Пример не столь радикального, но концептуального изменения в генетике, которое произошло на тупом выполнении жакобовской программы, — открытие редактирования РНК. Последовательность нуклеотидов в РНК изменяется уже после транскрипции, помимо всякого матричного синтеза. И хотя обнаружено это безобразие в основном в достаточно экзотических ipynnax, на размышления наводит.
Как бы мы ни пыжились, вся наша наука — это зоология и ботаника. Например, геномика — это молекулярная биология и молекулярная ботаника.

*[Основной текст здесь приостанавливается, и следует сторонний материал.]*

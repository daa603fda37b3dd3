mod agent;
mod config_manager;
mod error;
mod handlers;
mod routes;
mod state;
mod translate;

use anyhow::Result;
use axum::Router;
use tower::ServiceBuilder;
use tower_http::{cors::CorsLayer, trace::TraceLayer};
use tracing::{error, info};
use tracing_subscriber::EnvFilter;

use agent::StatelessLLMFactory;
use config_manager::Config;
use state::AppState;
use translate::TranslationHandler;

#[tokio::main]
async fn main() -> Result<()> {
    // .env is optional; real environment variables take precedence
    let _ = dotenvy::dotenv();

    tracing_subscriber::fmt()
        .with_env_filter(
            EnvFilter::try_from_default_env()
                .unwrap_or_else(|_| EnvFilter::new("translator_backend=debug,tower_http=debug")),
        )
        .init();

    let (config, _) = Config::discover(&Config::candidate_paths())?;

    // The credential is checked exactly once, here. Without it the server never starts.
    let llm = match StatelessLLMFactory::create_llm(&config.translator_config, |name| std::env::var(name).ok()) {
        Ok(llm) => llm,
        Err(e) => {
            error!("{}", e);
            return Err(e.into());
        }
    };
    let translator = TranslationHandler::new(llm);

    let addr = config.system_config.socket_addr()?;
    let app_state = AppState::new(config, translator);

    // Build application
    let app = Router::new()
        .merge(routes::create_routes(&app_state))
        .layer(
            ServiceBuilder::new()
                .layer(TraceLayer::new_for_http())
                .layer(CorsLayer::permissive()),
        )
        .with_state(app_state);

    // Start server
    info!("Starting server on http://{}", addr);

    let listener = tokio::net::TcpListener::bind(addr).await?;
    axum::serve(listener, app).await?;

    Ok(())
}
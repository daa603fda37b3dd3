use axum::{
    http::StatusCode,
    response::{IntoResponse, Response},
    Json,
};
use serde_json::json;
use thiserror::Error;

/// Errors produced while serving a translation.
///
/// `Validation` is recoverable by the user (fix the input and resubmit),
/// `Configuration` is only raised while starting up, and `Upstream` covers
/// everything that goes wrong talking to the model provider.
#[derive(Error, Debug)]
pub enum TranslateError {
    #[error("{0}")]
    Validation(String),

    #[error("Configuration error: {0}")]
    Configuration(String),

    #[error("Upstream error: {0}")]
    Upstream(String),
}

impl TranslateError {
    pub fn validation(message: impl Into<String>) -> Self {
        Self::Validation(message.into())
    }

    pub fn configuration(message: impl Into<String>) -> Self {
        Self::Configuration(message.into())
    }

    pub fn upstream(message: impl Into<String>) -> Self {
        Self::Upstream(message.into())
    }

    /// Short machine-readable kind, used in API error bodies.
    pub fn kind(&self) -> &'static str {
        match self {
            Self::Validation(_) => "validation_error",
            Self::Configuration(_) => "configuration_error",
            Self::Upstream(_) => "upstream_error",
        }
    }

    pub fn status_code(&self) -> StatusCode {
        match self {
            Self::Validation(_) => StatusCode::BAD_REQUEST,
            Self::Configuration(_) => StatusCode::SERVICE_UNAVAILABLE,
            Self::Upstream(_) => StatusCode::BAD_GATEWAY,
        }
    }
}

impl From<reqwest::Error> for TranslateError {
    fn from(err: reqwest::Error) -> Self {
        if err.is_timeout() {
            Self::Upstream(format!("request to model provider timed out: {}", err))
        } else {
            Self::Upstream(err.to_string())
        }
    }
}

impl IntoResponse for TranslateError {
    fn into_response(self) -> Response {
        let body = Json(json!({
            "error": self.kind(),
            "message": self.to_string(),
        }));
        (self.status_code(), body).into_response()
    }
}

#[cfg(test)]
mod tests {
    use super::*;

    #[test]
    fn test_status_codes() {
        assert_eq!(
            TranslateError::validation("x").status_code(),
            StatusCode::BAD_REQUEST
        );
        assert_eq!(
            TranslateError::configuration("x").status_code(),
            StatusCode::SERVICE_UNAVAILABLE
        );
        assert_eq!(
            TranslateError::upstream("x").status_code(),
            StatusCode::BAD_GATEWAY
        );
    }

    #[test]
    fn test_validation_message_is_shown_verbatim() {
        let err = TranslateError::validation("Please enter some text.");
        assert_eq!(err.to_string(), "Please enter some text.");
        assert_eq!(err.kind(), "validation_error");
    }

    #[test]
    fn test_upstream_message_is_prefixed() {
        let err = TranslateError::upstream("connection refused");
        assert_eq!(err.to_string(), "Upstream error: connection refused");
    }
}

Теперь несколько слов об идее «все заложено в генах». Конечно, сделать так, что у какого-то нового признака появится наследственная основа, можно самыми нетривиальными способами — ведь путь от гена к признаку весьма извилист. Возьмем еще со школы ужасавшие читателей гладкие и морщинистые семена гороха. Морщинистые семена имеют уменьшенные зерна крахмала в силу дефекта так называемого «фермента ветвления крахмала». Менделевская мутация у гороха есть результат вставки мобильного элемента, близкого по строению с тем, который еще на заре развития науки про непостоянство генома нашли у кукурузы. Этот элемент встроился в экзон, в результате чего синтезируется аномальный фермент.

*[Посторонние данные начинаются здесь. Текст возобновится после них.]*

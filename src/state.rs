use std::sync::Arc;

use crate::config_manager::Config;
use crate::translate::TranslationHandler;

/// Everything a request handler needs. Built once in `main`, read-only after.
#[derive(Clone)]
pub struct AppState {
    pub config: Arc<Config>,
    pub translator: Arc<TranslationHandler>,
}

impl AppState {
    pub fn new(config: Config, translator: TranslationHandler) -> Self {
        Self {
            config: Arc::new(config),
            translator: Arc::new(translator),
        }
    }
}
use async_trait::async_trait;
use reqwest::Client;
use serde::{Deserialize, Serialize};
use std::time::Duration;
use tracing::{debug, error, info};

use super::stateless_llm_interface::{Message, StatelessLLMInterface};
use crate::error::TranslateError;

const CHAT_COMPLETIONS_PATH: &str = "/chat/completions";

#[derive(Debug, Serialize)]
struct ChatCompletionRequest<'a> {
    model: &'a str,
    messages: &'a [Message],
    temperature: f32,
    stream: bool,
}

#[derive(Debug, Deserialize)]
struct ChatCompletionResponse {
    #[serde(default)]
    choices: Vec<Choice>,
}

#[derive(Debug, Deserialize)]
struct Choice {
    message: ChoiceMessage,
}

#[derive(Debug, Deserialize)]
struct ChoiceMessage {
    content: Option<String>,
}

/// OpenAI compatible LLM implementation
/// Groq, Ollama and OpenAI itself all speak this protocol
pub struct OpenAICompatibleLLM {
    client: Client,
    model: String,
    url: String,
    api_key: Option<String>,
    temperature: f32,
}

impl OpenAICompatibleLLM {
    pub fn new(
        model: String,
        base_url: String,
        api_key: Option<String>,
        temperature: f32,
        timeout: Duration,
    ) -> Result<Self, TranslateError> {
        let client = Client::builder()
            .timeout(timeout)
            .build()
            .map_err(|e| TranslateError::configuration(format!("failed to build HTTP client: {}", e)))?;
        let url = format!("{}{}", base_url.trim_end_matches('/'), CHAT_COMPLETIONS_PATH);

        info!("Initialized OpenAICompatibleLLM: model={}, url={}", model, url);

        Ok(Self {
            client,
            model,
            url,
            api_key,
            temperature,
        })
    }

    async fn call_model(&self, messages: &[Message]) -> Result<ChatCompletionResponse, TranslateError> {
        let body = ChatCompletionRequest {
            model: &self.model,
            messages,
            temperature: self.temperature,
            stream: false,
        };

        let mut request = self.client.post(&self.url).json(&body);
        if let Some(key) = &self.api_key {
            request = request.bearer_auth(key);
        }

        let response = request.send().await?;
        let status = response.status();
        if !status.is_success() {
            let detail = response.text().await.unwrap_or_default();
            error!("Model provider returned {}: {}", status, detail);
            return Err(TranslateError::upstream(format!(
                "model provider returned {}: {}",
                status,
                truncate(&detail, 300)
            )));
        }

        response
            .json::<ChatCompletionResponse>()
            .await
            .map_err(|e| TranslateError::upstream(format!("malformed completion response: {}", e)))
    }
}

/// Pulls the text of the first choice, as-is.
fn extract_text(response: ChatCompletionResponse) -> Result<String, TranslateError> {
    response
        .choices
        .into_iter()
        .next()
        .and_then(|choice| choice.message.content)
        .filter(|content| !content.is_empty())
        .ok_or_else(|| TranslateError::upstream("model returned an empty completion"))
}

fn truncate(s: &str, max_chars: usize) -> String {
    if s.chars().count() <= max_chars {
        s.to_string()
    } else {
        let mut cut: String = s.chars().take(max_chars).collect();
        cut.push_str("...");
        cut
    }
}

#[async_trait]
impl StatelessLLMInterface for OpenAICompatibleLLM {
    async fn chat_completion(&self, messages: &[Message]) -> Result<String, TranslateError> {
        debug!("Sending {} messages to {}", messages.len(), self.url);
        let response = self.call_model(messages).await?;
        extract_text(response)
    }

    fn model(&self) -> &str {
        &self.model
    }
}
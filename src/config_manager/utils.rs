use std::fs;
use std::path::Path;
use anyhow::Result;
use regex::{Captures, Regex};
use std::sync::OnceLock;
use tracing::debug;

fn env_var_pattern() -> &'static Regex {
    static PATTERN: OnceLock<Regex> = OnceLock::new();
    PATTERN.get_or_init(|| Regex::new(r"\$\{(\w+)\}").expect("valid env var pattern"))
}

/// Replace `${VAR_NAME}` with the value returned by `lookup`.
/// Variables the lookup doesn't know are left untouched.
pub fn substitute_env_vars<F>(content: &str, lookup: F) -> String
where
    F: Fn(&str) -> Option<String>,
{
    env_var_pattern()
        .replace_all(content, |caps: &Captures| {
            let var_name = &caps[1];
            lookup(var_name).unwrap_or_else(|| caps[0].to_string())
        })
        .into_owned()
}

/// True for values that can't be a real secret: blank, or a placeholder
/// that was never substituted.
pub fn is_unset_secret(value: &str) -> bool {
    let trimmed = value.trim();
    trimmed.is_empty() || env_var_pattern().is_match(trimmed)
}

/// Read a configuration file and substitute environment variables into it
pub fn read_config_text<F>(config_path: &Path, lookup: F) -> Result<String>
where
    F: Fn(&str) -> Option<String>,
{
    if !config_path.exists() {
        anyhow::bail!("Configuration file not found: {}", config_path.display());
    }

    let content = load_text_file_with_guess_encoding(config_path)?;
    if content.trim().is_empty() {
        anyhow::bail!("Configuration file is empty: {}", config_path.display());
    }

    debug!("Read {} bytes from {}", content.len(), config_path.display());
    Ok(substitute_env_vars(&content, lookup))
}

/// Load text file with encoding detection
pub fn load_text_file_with_guess_encoding(file_path: &Path) -> Result<String> {
    let mut bytes = fs::read(file_path)?;

    // utf-8-sig
    if bytes.starts_with(&[0xEF, 0xBB, 0xBF]) {
        bytes.drain(0..3);
    }

    match String::from_utf8(bytes) {
        Ok(content) => Ok(content),
        Err(e) => {
            // Windows editors still save GBK/cp936 files
            let bytes = e.into_bytes();
            let (cow, _, had_errors) = encoding_rs::GBK.decode(&bytes);
            if had_errors {
                let (cow, _, _) = encoding_rs::WINDOWS_1252.decode(&bytes);
                return Ok(cow.into_owned());
            }
            Ok(cow.into_owned())
        }
    }
}
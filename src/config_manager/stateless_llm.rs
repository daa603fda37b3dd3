use serde::{Deserialize, Serialize};
use std::time::Duration;

use crate::config_manager::utils::is_unset_secret;
use crate::error::TranslateError;

pub const GROQ_BASE_URL: &str = "https://api.groq.com/openai/v1";
pub const OLLAMA_BASE_URL: &str = "http://localhost:11434/v1";
pub const DEFAULT_MODEL: &str = "Gemma2-9b-It";

/// Supported chat-completion providers
#[derive(Debug, Clone, Copy, PartialEq, Eq, Serialize, Deserialize)]
#[serde(rename_all = "snake_case")]
pub enum LLMProvider {
    GroqLlm,
    OpenaiCompatibleLlm,
    OllamaLlm,
}

impl LLMProvider {
    /// Environment variable consulted for the credential, if the provider takes one
    pub fn api_key_env(&self) -> Option<&'static str> {
        match self {
            LLMProvider::GroqLlm => Some("GROQ_API_KEY"),
            LLMProvider::OpenaiCompatibleLlm => Some("OPENAI_API_KEY"),
            LLMProvider::OllamaLlm => None,
        }
    }

    pub fn requires_api_key(&self) -> bool {
        matches!(self, LLMProvider::GroqLlm)
    }

    pub fn default_base_url(&self) -> Option<&'static str> {
        match self {
            LLMProvider::GroqLlm => Some(GROQ_BASE_URL),
            LLMProvider::OllamaLlm => Some(OLLAMA_BASE_URL),
            LLMProvider::OpenaiCompatibleLlm => None,
        }
    }
}

/// Configuration for the translation model
#[derive(Debug, Clone, Serialize, Deserialize)]
pub struct TranslatorConfig {
    #[serde(rename = "llm_provider")]
    #[serde(default = "default_provider")]
    pub llm_provider: LLMProvider,

    #[serde(rename = "base_url")]
    #[serde(default)]
    pub base_url: Option<String>,

    #[serde(default = "default_model")]
    pub model: String,

    #[serde(rename = "llm_api_key")]
    #[serde(default, skip_serializing)]
    pub llm_api_key: Option<String>,

    #[serde(default = "default_temperature")]
    pub temperature: f32,

    #[serde(rename = "timeout_secs")]
    #[serde(default = "default_timeout_secs")]
    pub timeout_secs: u64,
}

fn default_provider() -> LLMProvider {
    LLMProvider::GroqLlm
}

fn default_model() -> String {
    DEFAULT_MODEL.to_string()
}

fn default_temperature() -> f32 {
    1.0
}

fn default_timeout_secs() -> u64 {
    30
}

impl Default for TranslatorConfig {
    fn default() -> Self {
        Self {
            llm_provider: default_provider(),
            base_url: None,
            model: default_model(),
            llm_api_key: None,
            temperature: default_temperature(),
            timeout_secs: default_timeout_secs(),
        }
    }
}

impl TranslatorConfig {
    pub fn timeout(&self) -> Duration {
        Duration::from_secs(self.timeout_secs)
    }

    pub fn resolve_base_url(&self) -> Result<String, TranslateError> {
        self.base_url
            .as_deref()
            .filter(|url| !is_unset_secret(url))
            .or_else(|| self.llm_provider.default_base_url())
            .map(|url| url.to_string())
            .ok_or_else(|| {
                TranslateError::configuration(format!(
                    "base_url is required for provider {:?}",
                    self.llm_provider
                ))
            })
    }

    /// The provider's environment variable wins over the file value.
    ///
    /// Empty values and placeholders that were never substituted count as
    /// missing. Returns `Ok(None)` only for providers that work without a key.
    pub fn resolve_api_key<F>(&self, env_lookup: F) -> Result<Option<String>, TranslateError>
    where
        F: Fn(&str) -> Option<String>,
    {
        let from_env = self
            .llm_provider
            .api_key_env()
            .and_then(|name| env_lookup(name))
            .filter(|key| !is_unset_secret(key));
        let from_file = self
            .llm_api_key
            .clone()
            .filter(|key| !is_unset_secret(key));

        match from_env.or(from_file) {
            Some(key) => Ok(Some(key.trim().to_string())),
            None if self.llm_provider.requires_api_key() => {
                let var = self.llm_provider.api_key_env().unwrap_or("llm_api_key");
                Err(TranslateError::configuration(format!(
                    "{} is not set. Set it in the environment or in the config file.",
                    var
                )))
            }
            None => Ok(None),
        }
    }
}
pub mod main;
pub mod stateless_llm;
pub mod system;
pub mod utils;

pub use main::Config;
pub use stateless_llm::TranslatorConfig;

Вообще новый вариант гена, дающий на выходе из «черного ящика» новый признак, может много из чего получиться. Дело в том, что развитие управляется в значительной степени параметрически. Попросту говоря, если нам нужны зубчики на спинке, то не обязательно делать их за счет специального механизма образования зубчиков и специального гена, который бы его обеспечивал. Не исключено, что достаточно слегка изменить относительные скорости, с которыми развиваются разные структуры этой самой спинки, или соотношение долей материала, идущего на разные структуры, и «на выходе» эти зубчики начнут получаться сами собой. А изменить эти параметры может что угодно, в том числе и появление новых генных вариантов.

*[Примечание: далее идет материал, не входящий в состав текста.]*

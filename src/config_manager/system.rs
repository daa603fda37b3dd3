use serde::{Deserialize, Serialize};
use std::net::{IpAddr, SocketAddr};

/// System configuration settings
#[derive(Debug, Clone, Serialize, Deserialize)]
pub struct SystemConfig {
    #[serde(rename = "conf_version")]
    #[serde(default = "default_conf_version")]
    pub conf_version: String,

    #[serde(default = "default_host")]
    pub host: String,

    #[serde(default = "default_port")]
    pub port: u16,

    /// Directory holding the form page
    #[serde(rename = "static_dir")]
    #[serde(default = "default_static_dir")]
    pub static_dir: String,
}

fn default_conf_version() -> String {
    "v1.0.0".to_string()
}

fn default_host() -> String {
    "127.0.0.1".to_string()
}

fn default_port() -> u16 {
    8501
}

fn default_static_dir() -> String {
    "static".to_string()
}

impl SystemConfig {
    pub fn socket_addr(&self) -> anyhow::Result<SocketAddr> {
        let ip: IpAddr = if self.host == "localhost" {
            IpAddr::from([127, 0, 0, 1])
        } else {
            self.host
                .parse()
                .map_err(|e| anyhow::anyhow!("host must be an IP address, got {:?}: {}", self.host, e))?
        };
        Ok(SocketAddr::new(ip, self.port))
    }
}

impl Default for SystemConfig {
    fn default() -> Self {
        Self {
            conf_version: default_conf_version(),
            host: default_host(),
            port: default_port(),
            static_dir: default_static_dir(),
        }
    }
}
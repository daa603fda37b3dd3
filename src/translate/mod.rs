pub mod handler;
pub mod interface;
pub mod prompt;

pub use handler::TranslationHandler;
pub use interface::{TargetLanguage, TranslateRequest, TranslateResponse};
pub mod stateless_llm_interface;
pub mod openai_compatible_llm;

pub use stateless_llm_interface::*;
pub use openai_compatible_llm::*;
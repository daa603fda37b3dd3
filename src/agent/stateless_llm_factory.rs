use std::sync::Arc;
use tracing::info;

use crate::agent::stateless_llm::openai_compatible_llm::OpenAICompatibleLLM;
use crate::agent::stateless_llm::StatelessLLMInterface;
use crate::config_manager::TranslatorConfig;
use crate::error::TranslateError;

/// Factory for creating stateless LLM instances
pub struct StatelessLLMFactory;

impl StatelessLLMFactory {
    /// Create an LLM based on the configuration.
    ///
    /// # Arguments
    /// * `config` - Translator section of the app config
    /// * `env_lookup` - Where to look up the provider's API key variable
    ///
    /// Fails with a configuration error when the provider needs a credential
    /// and none is available, so no request can ever go out without one.
    pub fn create_llm<F>(
        config: &TranslatorConfig,
        env_lookup: F,
    ) -> Result<Arc<dyn StatelessLLMInterface>, TranslateError>
    where
        F: Fn(&str) -> Option<String>,
    {
        info!("Initializing LLM: {:?}", config.llm_provider);

        let api_key = config.resolve_api_key(env_lookup)?;
        let base_url = config.resolve_base_url()?;

        Ok(Arc::new(OpenAICompatibleLLM::new(
            config.model.clone(),
            base_url,
            api_key,
            config.temperature,
            config.timeout(),
        )?))
    }
}

#[cfg(test)]
mod tests {
    use super::*;
    use crate::config_manager::stateless_llm::LLMProvider;

    #[test]
    fn test_missing_key_means_no_client() {
        let result = StatelessLLMFactory::create_llm(&TranslatorConfig::default(), |_| None);
        assert!(matches!(result, Err(TranslateError::Configuration(_))));
    }

    #[test]
    fn test_groq_client_uses_configured_model() {
        let llm = StatelessLLMFactory::create_llm(&TranslatorConfig::default(), |_| {
            Some("gsk_test".to_string())
        })
        .unwrap();
        assert_eq!(llm.model(), "Gemma2-9b-It");
    }

    #[test]
    fn test_ollama_client_without_key() {
        let config = TranslatorConfig {
            llm_provider: LLMProvider::OllamaLlm,
            model: "llama3".to_string(),
            ..Default::default()
        };
        let llm = StatelessLLMFactory::create_llm(&config, |_| None).unwrap();
        assert_eq!(llm.model(), "llama3");
    }
}
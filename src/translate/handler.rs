use chrono::Utc;
use std::sync::Arc;
use tracing::{error, info, info_span, warn, Instrument};
use uuid::Uuid;

use crate::agent::stateless_llm::StatelessLLMInterface;
use crate::error::TranslateError;
use crate::translate::interface::{TranslateRequest, TranslateResponse};
use crate::translate::prompt::build_prompt;

/// Rejects input that is empty once surrounding whitespace is ignored.
pub fn validate(request: &TranslateRequest) -> Result<(), TranslateError> {
    if request.text.trim().is_empty() {
        return Err(TranslateError::validation("Please enter some text."));
    }
    Ok(())
}

/// Turns a request into a translation through the configured model.
///
/// Holds nothing but the model client, so it can be shared across requests
/// behind an `Arc`. Every call goes to the model; nothing is cached and
/// failures are returned as-is, without retrying.
pub struct TranslationHandler {
    llm: Arc<dyn StatelessLLMInterface>,
}

impl TranslationHandler {
    pub fn new(llm: Arc<dyn StatelessLLMInterface>) -> Self {
        Self { llm }
    }

    pub fn model(&self) -> &str {
        self.llm.model()
    }

    pub async fn translate(&self, request: TranslateRequest) -> Result<TranslateResponse, TranslateError> {
        let request_id = Uuid::new_v4();
        let span = info_span!(
            "translate",
            %request_id,
            language = %request.target_language,
            chars = request.text.chars().count()
        );

        async move {
            if let Err(e) = validate(&request) {
                warn!("Rejected translation request: {}", e);
                return Err(e);
            }

            let messages = build_prompt(&request);
            let translated_text = match self.llm.chat_completion(&messages).await {
                Ok(text) => text,
                Err(e) => {
                    error!("Translation failed: {}", e);
                    return Err(e);
                }
            };

            info!("Translation complete");
            Ok(TranslateResponse {
                original_text: request.text,
                target_language: request.target_language.to_string(),
                translated_text,
                translated_at: Utc::now(),
            })
        }
        .instrument(span)
        .await
    }
}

Автор этого ответа — человек довольно старый, высшее образование я получила в начале 80-х теперь уже прошлого века. Что было для меня наибольшим научным потрясением? А вот именно то, что хотя «генетическое обеспечение» под новые признаки в принципе можно сделать за счет чего угодно, однако гены, отвечающие за важнейшие функции, удивительно постоянны у разных организмов. И это не только гены, обеспечивающие универсальную биохимическую машинерию — синтез белка, получение энергии и прочее. Это наборы генов, отвечающие за жизненный цикл клетки, за ответ на стрессовое воздействие (любое — лишь бы при нем появлялись «неправильные» белки) и в числе прочих за разметку во время индивидуального развития того, где какой отдел тела будет. Доля таких «универсальных» генов, видимо, достаточно велика — одно из замечательных открытий геномики состоит в том, что, например, у разных позвоночных количество «приличных» генов, кодирующих нормально работающие белки, отличается не в сотни и десятки раз (как сам размер их геномов) и даже не в несколько раз, а существенно меньше.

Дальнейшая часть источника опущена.